*** Begin section ***
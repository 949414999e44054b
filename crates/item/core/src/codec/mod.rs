//! Bit-level record codec for the eight schema generations.
//!
//! Fixed-length generations (1.00 to 1.07) store every field at a constant
//! offset. Later generations gate each section on a flag or on the item type
//! and are walked top to bottom, recording each field in a [`FieldTable`].
pub(crate) mod decode;
pub(crate) mod encode;
mod error;
mod fields;
mod header;
pub(crate) mod layout;
mod properties;
mod quality;
mod record;
pub(crate) mod walker;

pub use decode::PropertyLists;
pub use error::CodecError;
pub use fields::{FieldId, FieldSlot, FieldTable};
pub use header::{ItemFlags, RawLocation};
pub use properties::{PROPERTY_TERMINATOR, RawProperty, STAT_ID_BITS};
pub use quality::{Quality, QualityData};
pub use record::{DurabilityRecord, EarRecord, ExtendedRecord, ItemRecord, RunewordRecord};

pub(crate) use properties::encode_list;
*** End section ***
> **TASK TO COMPLETE**
Your task is to restate, word for word, the line with "mod record;" and all lines after it, ending with the last line of the data.

> **EXERCISE RESULT**
mod record;
pub(crate) mod walker;

pub use decode::PropertyLists;
pub use error::CodecError;
pub use fields::{FieldId, FieldSlot, FieldTable};
pub use header::{ItemFlags, RawLocation};
pub use properties::{PROPERTY_TERMINATOR, RawProperty, STAT_ID_BITS};
pub use quality::{Quality, QualityData};
pub use record::{DurabilityRecord, EarRecord, ExtendedRecord, ItemRecord, RunewordRecord};

pub(crate) use properties::encode_list;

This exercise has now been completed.